Pushing beyond a brighter, updated coastal design scheme, Howell elevated the design with details of timeless glamour and functional custom elements. She adds, “When I develop my design direction and concept for the space—from paint color to finishing touches—every decision is made to reinforce the overall vision and feel of the home.  

After settling on a look and feel for the renovation, the challenge of a tight timeframe set in. 

The client wanted the renovation completely finished within three months. “Family was the client’s priority,” Howell says. “We wanted as little disruption as possible to their daily life. We knew she didn’t want a punch list at the end of the project, so we had one chance to get everything perfect in the few months.” It was a quick turnaround for a total transformation, but Howell and Konrady felt up to the challenge. 

According to Konrady, one of the keys to making the timeframe work was finding the right people for each job. “We didn’t do anything structural, but we had to get plumbers, contractors, flooring guys,” he says. “Those were on me to schedule, coordinate, keep tabs on, and make sure our vision was replicated.” 

A Total Transformation 

Thanks to Howell, Konrady, and their teams of professionals, the Landfall home emerged from its renovation completely changed. It might as well have been a new home, and in many ways it was.   

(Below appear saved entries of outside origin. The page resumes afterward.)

//! Sweep outcome types

use std::fmt;

/// How the guardian judged memory pressure
#[derive(Debug, Clone, Copy, PartialEq)]
pub enum Assessment {
    /// Memory usage has not been read yet
    Pending,
    /// The store has no memory ceiling; fall back to TTL-based expiry
    CeilingUnknown,
    /// Usage at or below the threshold
    BelowThreshold { used_percent: f64 },
    /// Usage above the threshold
    OverThreshold { used_percent: f64 },
}

impl Assessment {
    pub fn used_percent(&self) -> Option<f64> {
        match self {
            Assessment::BelowThreshold { used_percent }
            | Assessment::OverThreshold { used_percent } => Some(*used_percent),
            Assessment::Pending | Assessment::CeilingUnknown => None,
        }
    }
}

/// Result of one guardian invocation
#[derive(Debug, Clone, PartialEq)]
pub struct EvictionOutcome {
    /// Batches that held evictable keys and were sent for deletion
    pub scanned_batches: u64,
    /// Scan round-trips made, including ones that returned no keys
    pub scan_calls: u64,
    /// Keys the store reported as deleted
    pub keys_deleted: u64,
    /// Whether usage was over the threshold and a sweep ran
    pub triggered: bool,
    pub assessment: Assessment,
    pub threshold_percent: f64,
}

impl EvictionOutcome {
    /// Empty outcome for an invocation that has not read memory usage yet
    pub fn new(threshold_percent: f64) -> Self {
        Self {
            scanned_batches: 0,
            scan_calls: 0,
            keys_deleted: 0,
            triggered: false,
            assessment: Assessment::Pending,
            threshold_percent,
        }
    }

    pub(crate) fn assessed(mut self, assessment: Assessment) -> Self {
        self.triggered = matches!(assessment, Assessment::OverThreshold { .. });
        self.assessment = assessment;
        self
    }
}

impl fmt::Display for EvictionOutcome {
    fn fmt(&self, f: &mut fmt::Formatter<'_>) -> fmt::Result {
        match self.assessment {
            Assessment::Pending => write!(f, "memory usage not read; nothing evicted"),
            Assessment::CeilingUnknown => write!(
                f,
                "no memory ceiling configured; eviction skipped, relying on TTL expiry"
            ),
            Assessment::BelowThreshold { used_percent } => write!(
                f,
                "memory at {:.1}% (threshold {:.1}%); no eviction needed",
                used_percent, self.threshold_percent
            ),
            Assessment::OverThreshold { used_percent } => write!(
                f,
                "memory at {:.1}% (threshold {:.1}%); evicted {} keys in {} batches",
                used_percent, self.threshold_percent, self.keys_deleted, self.scanned_batches
            ),
        }
    }
}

The client agrees. “I wanted to love my house again,” she says. Despite her eagerness, she also felt some trepidation about taking on such a big project. “I stayed away in the beginning during the demolition. Then, as it started coming together, I came over to see it and I got really excited.” 

“The floors were number one on the list,” Howell says. “We replaced the hardwood, the tile, the carpet—everything but the tile in the master bathroom.” The walls now wear a fresh coat of paint, and Howell also brought in new kitchen cabinets and counters, new light fixtures, and a freshly outfitted breakfast nook to complete the kitchen. “We even updated the powder room,” Howell says, “replacing the heavy, overly ornate materials with softer finishes and a delicate contrast.”

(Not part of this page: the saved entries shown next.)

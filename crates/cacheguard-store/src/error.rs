//! Store error types

use thiserror::Error;

#[derive(Error, Debug)]
pub enum StoreError {
    #[error("Connection error: {0}")]
    Connection(String),

    #[error("Operation timed out: {0}")]
    Timeout(String),

    #[error("Protocol error: {0}")]
    Protocol(String),

    #[error("Invalid key pattern: {0}")]
    InvalidPattern(String),

    #[error("Store backend error: {0}")]
    Backend(String),
}

impl StoreError {
    /// Whether the failure came from the network rather than the data
    pub fn is_unavailable(&self) -> bool {
        matches!(self, StoreError::Connection(_) | StoreError::Timeout(_))
    }
}

impl From<::redis::RedisError> for StoreError {
    fn from(e: ::redis::RedisError) -> Self {
        if e.is_timeout() {
            StoreError::Timeout(e.to_string())
        } else if e.is_connection_dropped() || e.is_connection_refusal() || e.is_io_error() {
            StoreError::Connection(e.to_string())
        } else {
            StoreError::Backend(e.to_string())
        }
    }
}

Howell loves the way every room of the home turned out, but one of her favorite spaces belongs to the client’s older daughter. “She’s growing up and becoming a young lady. So we got rid of the younger, youthful vibe and now it’s taken on very unique style that feels more personal. It’s a room she can continue growing into.” 

Howell knows the value in pushing her clients’ boundaries. “The safe choice is always an option, but it pays to be a bolder. It’s even better when the client says, ‘I can’t see it, but I trust you,’ and then it turns out awesome.” 

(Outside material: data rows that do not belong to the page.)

//! Store-style glob patterns for key namespaces
//!
//! Follows the matching rules of Redis `SCAN ... MATCH`:
//! `*` matches any run of bytes, `?` matches one byte,
//! `[abc]`, `[^abc]` and `[a-z]` match byte classes and `\` escapes
//! the next byte. Matching works on bytes, as the server does, so `?`
//! consumes one byte of a multi-byte UTF-8 character.

use std::fmt;
use std::str::FromStr;

use crate::error::StoreError;

/// A compiled key pattern
#[derive(Debug, Clone, PartialEq, Eq)]
pub struct KeyPattern {
    source: String,
    tokens: Vec<Token>,
    /// Literal text before the first wildcard
    prefix: String,
}

#[derive(Debug, Clone, PartialEq, Eq)]
enum Token {
    /// Exact byte
    Byte(u8),
    /// `?`
    AnyByte,
    /// `*`
    AnySequence,
    /// `[...]`
    Class {
        negated: bool,
        items: Vec<ClassItem>,
    },
}

#[derive(Debug, Clone, PartialEq, Eq)]
enum ClassItem {
    Byte(u8),
    Range(u8, u8),
}

impl Token {
    fn matches(&self, b: u8) -> bool {
        match self {
            Token::Byte(c) => *c == b,
            Token::AnyByte => true,
            Token::AnySequence => false,
            Token::Class { negated, items } => {
                let hit = items.iter().any(|item| match item {
                    ClassItem::Byte(c) => *c == b,
                    ClassItem::Range(lo, hi) => *lo <= b && b <= *hi,
                });
                hit != *negated
            }
        }
    }
}

impl KeyPattern {
    /// Compile a glob pattern
    pub fn parse(pattern: &str) -> Result<Self, StoreError> {
        let bytes = pattern.as_bytes();
        let mut tokens = Vec::new();
        let mut i = 0;

        while i < bytes.len() {
            match bytes[i] {
                b'*' => {
                    // Consecutive stars collapse into one
                    if tokens.last() != Some(&Token::AnySequence) {
                        tokens.push(Token::AnySequence);
                    }
                    i += 1;
                }
                b'?' => {
                    tokens.push(Token::AnyByte);
                    i += 1;
                }
                b'\\' => {
                    let escaped = bytes.get(i + 1).ok_or_else(|| {
                        StoreError::InvalidPattern(format!("dangling escape in '{}'", pattern))
                    })?;
                    tokens.push(Token::Byte(*escaped));
                    i += 2;
                }
                b'[' => {
                    let (token, next) = Self::parse_class(bytes, i + 1, pattern)?;
                    tokens.push(token);
                    i = next;
                }
                b => {
                    tokens.push(Token::Byte(b));
                    i += 1;
                }
            }
        }

        // Wildcards are ASCII, so the prefix ends on a character boundary
        let prefix: Vec<u8> = tokens
            .iter()
            .map_while(|t| match t {
                Token::Byte(b) => Some(*b),
                _ => None,
            })
            .collect();
        let prefix = String::from_utf8_lossy(&prefix).into_owned();

        Ok(Self {
            source: pattern.to_string(),
            tokens,
            prefix,
        })
    }

    /// Parse a class body starting just after `[`.
    /// Returns the token and the index just after the closing `]`.
    fn parse_class(bytes: &[u8], start: usize, pattern: &str) -> Result<(Token, usize), StoreError> {
        let mut i = start;
        let mut negated = false;
        let mut items = Vec::new();

        if bytes.get(i) == Some(&b'^') {
            negated = true;
            i += 1;
        }

        loop {
            let b = match bytes.get(i) {
                Some(b']') => return Ok((Token::Class { negated, items }, i + 1)),
                Some(b'\\') => {
                    i += 1;
                    *bytes.get(i).ok_or_else(|| {
                        StoreError::InvalidPattern(format!("dangling escape in '{}'", pattern))
                    })?
                }
                Some(c) => *c,
                None => {
                    return Err(StoreError::InvalidPattern(format!(
                        "unterminated character class in '{}'",
                        pattern
                    )));
                }
            };

            if bytes.get(i + 1) == Some(&b'-') && bytes.get(i + 2).is_some_and(|c| *c != b']') {
                let mut hi = bytes[i + 2];
                let mut lo = b;
                if lo > hi {
                    std::mem::swap(&mut lo, &mut hi);
                }
                items.push(ClassItem::Range(lo, hi));
                i += 3;
            } else {
                items.push(ClassItem::Byte(b));
                i += 1;
            }
        }
    }

    /// The pattern as written
    pub fn as_str(&self) -> &str {
        &self.source
    }

    /// Literal text every matching key starts with
    pub fn literal_prefix(&self) -> &str {
        &self.prefix
    }

    /// Check if the pattern contains no wildcards at all
    pub fn is_literal(&self) -> bool {
        self.tokens.iter().all(|t| matches!(t, Token::Byte(_)))
    }

    /// Check if a key matches this pattern
    pub fn is_match(&self, key: &str) -> bool {
        let key = key.as_bytes();
        let tokens = &self.tokens;

        let mut t = 0;
        let mut k = 0;
        // Position of the last `*` and the key index it is currently absorbing up to
        let mut backtrack: Option<(usize, usize)> = None;

        while k < key.len() {
            if t < tokens.len() {
                if tokens[t] == Token::AnySequence {
                    backtrack = Some((t, k));
                    t += 1;
                    continue;
                }
                if tokens[t].matches(key[k]) {
                    t += 1;
                    k += 1;
                    continue;
                }
            }

            match backtrack {
                Some((star, absorbed)) => {
                    t = star + 1;
                    k = absorbed + 1;
                    backtrack = Some((star, absorbed + 1));
                }
                None => return false,
            }
        }

        tokens[t..].iter().all(|tok| *tok == Token::AnySequence)
    }
}

impl FromStr for KeyPattern {
    type Err = StoreError;

    fn from_str(s: &str) -> Result<Self, Self::Err> {
        Self::parse(s)
    }
}

impl fmt::Display for KeyPattern {
    fn fmt(&self, f: &mut fmt::Formatter<'_>) -> fmt::Result {
        f.write_str(&self.source)
    }
}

A perfect example of this dynamic was the kitchen. As part of the renovation, Konrady extended the island, removing the curve and making it a larger rectangle with clean lines. At first, the size of the new island made the client nervous. “I kept asking Jo if it was too much quartz, but she said my kitchen could handle it. She was right.” 

“We ended up adding new lighting and translucent chairs,” Howell says. “Even though we extended the island and added a larger table, the kitchen still seems bigger and more spacious thanks to the finishes. There is a sense of scale and ethereal tone to the kitchen and breakfast nook. It makes you want to sit and stay a while.” 

One of the most exciting updates for everyone involved with the project was the new “drop zone.” A former closet near the back door, it’s now a functional space that helps keep the family neat and organized. The client provided a few images of what she wanted, and Konrady enjoyed the challenge of translating those ideas to reality sans blueprint.  “Each member of the family gets a cubby for their shoes,” he says. “We weren’t sure how big to make the cubbies, so I literally took off my shoe and measured it. You don’t get much more custom than that.” 

These small details and stories are the things that set a project apart and make it memorable. “Without actually moving walls, this has been one of the biggest transformations I’ve ever seen,” Howell says. The client agrees. 

“Every time I look at it, all I can think is why did I wait to so long? It was a wonderful experience from start to finish. More than I could have ever imagined.”